# Salary Package Differences (Being Hired Locally vs Being Hired from Afar)



## kakutoudamashii (Aug 6, 2014)

I spent 12 years living in Japan. Although I lived more of a local lifestyle than an Expat one, I noticed one major difference: 

Everything being equal, for non ESL jobs, a foreigner who comes to Japan via an Inner-Company transfer or who is newly hired based on their merits in their home country can expect to receive a better salary package. 

Is the same so for Dubai? 

My fiancé is a veterinarian. She plans to find work after we arrive in Dubai so that she can actually meet with prospective employers beforehand. 

Will already being based in Dubai hinder her ability to receive a good salary package (including housing, transportation allowances, etc)?? 

We really hope this isn't the case in Dubai...?


----------



## vantage (May 10, 2012)

kakutoudamashii said:


> I spent 12 years living in Japan. Although I lived more of a local lifestyle than an Expat one, I noticed one major difference: Everything being equal, for non ESL jobs, a foreigner who comes to Japan via an Inner-Company transfer or who is newly hired based on their merits in their home country can expect to receive a better salary package. Is the same so for Dubai? My fiancé is a veterinarian. She plans to find work after we arrive in Dubai so that she can actually meet with prospective employers beforehand. Will already being based in Dubai hinder her ability to receive a good salary package (including housing, transportation allowances, etc)?? We really hope this isn't the case in Dubai...?
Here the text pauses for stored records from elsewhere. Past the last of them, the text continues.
// SPDX-License-Identifier: MPL-2.0
//! Notification values and the expiry evaluator.
//!
//! # Components
//!
//! - [`notification`] - `Notification`, its id, kind and optional action,
//!   plus the `NotificationPayload` wire shape received from the API
//! - [`expiry`] - pure `is_expired` check against an injected instant

mod expiry;
#[allow(clippy::module_inception)]
mod notification;

pub use expiry::is_expired;
pub use notification::{
    Notification, NotificationAction, NotificationId, NotificationKind, NotificationPayload,
};
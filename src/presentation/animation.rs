// SPDX-License-Identifier: MPL-2.0
//! Animation intents handed to an external renderer.
//!
//! The engine never tweens. It tells the renderer to start the enter or the
//! exit transition. The exit transition carries an [`ExitCompletion`] that
//! the renderer must run when the animation finishes; only then does the
//! session become hidden and the notification get marked as seen.

use crate::notification::NotificationId;
use std::fmt;
use std::sync::atomic::{AtomicBool, Ordering};
use std::sync::Arc;

/// Directional cue for the renderer.
#[derive(Debug, Clone, Copy, PartialEq, Eq, Hash)]
pub enum AnimationCue {
    Enter,
    Exit,
}

/// Receives animation cues for a single banner.
pub trait AnimationRenderer: Send + Sync {
    /// Starts the show transition. Nothing waits on it finishing.
    fn on_enter_start(&self, id: &NotificationId);

    /// Starts the hide transition. `completion` must be run once it ends.
    fn on_exit_start(&self, id: &NotificationId, completion: ExitCompletion);
}

/// One-shot signal that the exit animation ended.
///
/// Keeps its session alive, even after the handle is dropped, until it is
/// run or dropped.
#[must_use = "the session stays in `Dismissing` until the completion runs"]
pub struct ExitCompletion {
    on_complete: Box<dyn FnOnce() + Send + 'static>,
}

impl ExitCompletion {
    pub(crate) fn new(on_complete: impl FnOnce() + Send + 'static) -> Self {
        Self {
            on_complete: Box::new(on_complete),
        }
    }

    /// Signals that the exit animation ended.
    pub fn complete(self) {
        (self.on_complete)();
    }
}

impl fmt::Debug for ExitCompletion {
    fn fmt(&self, f: &mut fmt::Formatter<'_>) -> fmt::Result {
        f.debug_struct("ExitCompletion").finish_non_exhaustive()
    }
}

/// Forwards cues to a renderer, each at most once.
pub(crate) struct CueEmitter {
    renderer: Arc<dyn AnimationRenderer>,
    entered: AtomicBool,
    exited: AtomicBool,
}

impl CueEmitter {
    pub(crate) fn new(renderer: Arc<dyn AnimationRenderer>) -> Self {
        Self {
            renderer,
            entered: AtomicBool::new(false),
            exited: AtomicBool::new(false),
        }
    }

    pub(crate) fn enter(&self, id: &NotificationId) {
        if self.entered.swap(true, Ordering::SeqCst) {
            tracing::warn!(%id, cue = ?AnimationCue::Enter, "cue already emitted");
            return;
        }
        self.renderer.on_enter_start(id);
    }

    pub(crate) fn exit(&self, id: &NotificationId, completion: ExitCompletion) {
        if self.exited.swap(true, Ordering::SeqCst) {
            tracing::warn!(%id, cue = ?AnimationCue::Exit, "cue already emitted");
            return;
        }
        self.renderer.on_exit_start(id, completion);
    }

    pub(crate) fn emitted(&self) -> Vec<AnimationCue> {
        let mut cues = Vec::new();
        if self.entered.load(Ordering::SeqCst) {
            cues.push(AnimationCue::Enter);
        }
        if self.exited.load(Ordering::SeqCst) {
            cues.push(AnimationCue::Exit);
        }
        cues
    }
}

#[cfg(test)]
mod tests {
    use super::*;
    use crate::testing::RecordingRenderer;

    #[test]
    fn cues_are_forwarded_once() {
        let renderer = Arc::new(RecordingRenderer::new());
        let emitter = CueEmitter::new(renderer.clone());
        let id = NotificationId::new("n1");

        emitter.enter(&id);
        emitter.enter(&id);
        emitter.exit(&id, ExitCompletion::new(|| {}));
        emitter.exit(&id, ExitCompletion::new(|| {}));

        assert_eq!(renderer.cues(), vec![AnimationCue::Enter, AnimationCue::Exit]);
        assert_eq!(emitter.emitted(), vec![AnimationCue::Enter, AnimationCue::Exit]);
    }

    #[test]
    fn completion_runs_its_callback() {
        let ran = Arc::new(AtomicBool::new(false));
        let flag = Arc::clone(&ran);
        ExitCompletion::new(move || flag.store(true, Ordering::SeqCst)).complete();
        assert!(ran.load(Ordering::SeqCst));
    }
}
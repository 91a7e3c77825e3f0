// SPDX-License-Identifier: MPL-2.0
//! Wall-clock abstraction used for expiry decisions.

use chrono::{DateTime, Utc};

/// Source of the current time.
///
/// Injected into the engine so expiry can be decided against a fake clock
/// in tests (see [`ManualClock`](crate::testing::ManualClock)).
pub trait Clock: Send + Sync {
    fn now(&self) -> DateTime<Utc>;
}

/// Clock backed by the system time.
#[derive(Debug, Clone, Copy, Default)]
pub struct SystemClock;

impl Clock for SystemClock {
    fn now(&self) -> DateTime<Utc> {
        Utc::now()
    }
}

#[cfg(test)]
mod tests {
    use super::*;

    #[test]
    fn system_clock_is_monotonic_enough() {
        let clock = SystemClock;
        let first = clock.now();
        let second = clock.now();
        assert!(second >= first);
    }
}
// SPDX-License-Identifier: MPL-2.0
use super::KeyValueStorage;
use crate::error::StorageError;
use parking_lot::Mutex;
use std::collections::HashMap;

/// In-memory key-value store. Contents are lost when dropped.
#[derive(Debug, Default)]
pub struct MemoryStorage {
    values: Mutex<HashMap<String, String>>,
}

impl MemoryStorage {
    #[must_use]
    pub fn new() -> Self {
        Self::default()
    }

    /// Number of stored keys.
    #[must_use]
    pub fn len(&self) -> usize {
        self.values.lock().len()
    }

    #[must_use]
    pub fn is_empty(&self) -> bool {
        self.values.lock().is_empty()
    }
}

impl KeyValueStorage for MemoryStorage {
    fn get(&self, key: &str) -> Result<Option<String>, StorageError> {
        Ok(self.values.lock().get(key).cloned())
    }

    fn set(&self, key: &str, value: &str) -> Result<(), StorageError> {
        self.values.lock().insert(key.to_string(), value.to_string());
        Ok(())
    }
}
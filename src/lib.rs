// SPDX-License-Identifier: MPL-2.0
//! `banner_engine` decides how in-app notification banners are presented.
//!
//! It tracks which notifications the user has already seen across
//! sessions, skips expired ones, auto-dismisses after a timeout and tells an
//! external renderer when to play the enter and exit animations. Rendering,
//! navigation and transport are left to the host application.

pub mod clock;
pub mod config;
pub mod error;
pub mod notification;
pub mod paths;
pub mod presentation;
pub mod seen_set;
pub mod storage;
pub mod testing;
pub mod timer;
It shouldn't make any difference, as, although she is your fiancé, she is still an individual.
If you were married, and she was under your sponsorship, then many employers may assume that housing is covered via the husbands job.


----------



## mo87 (Mar 23, 2014)

Will in some cases yes. Being hired from abroad gives you a little edge as they need to "convince" you to accept. But that doesn't happen in all places and tends to happen more in higher end or managerial jobs. Best of luck and "ohayo" to Dubai


----------



## TallyHo (Aug 21, 2011)

There are some differences between being a local hire versus an overseas hire. 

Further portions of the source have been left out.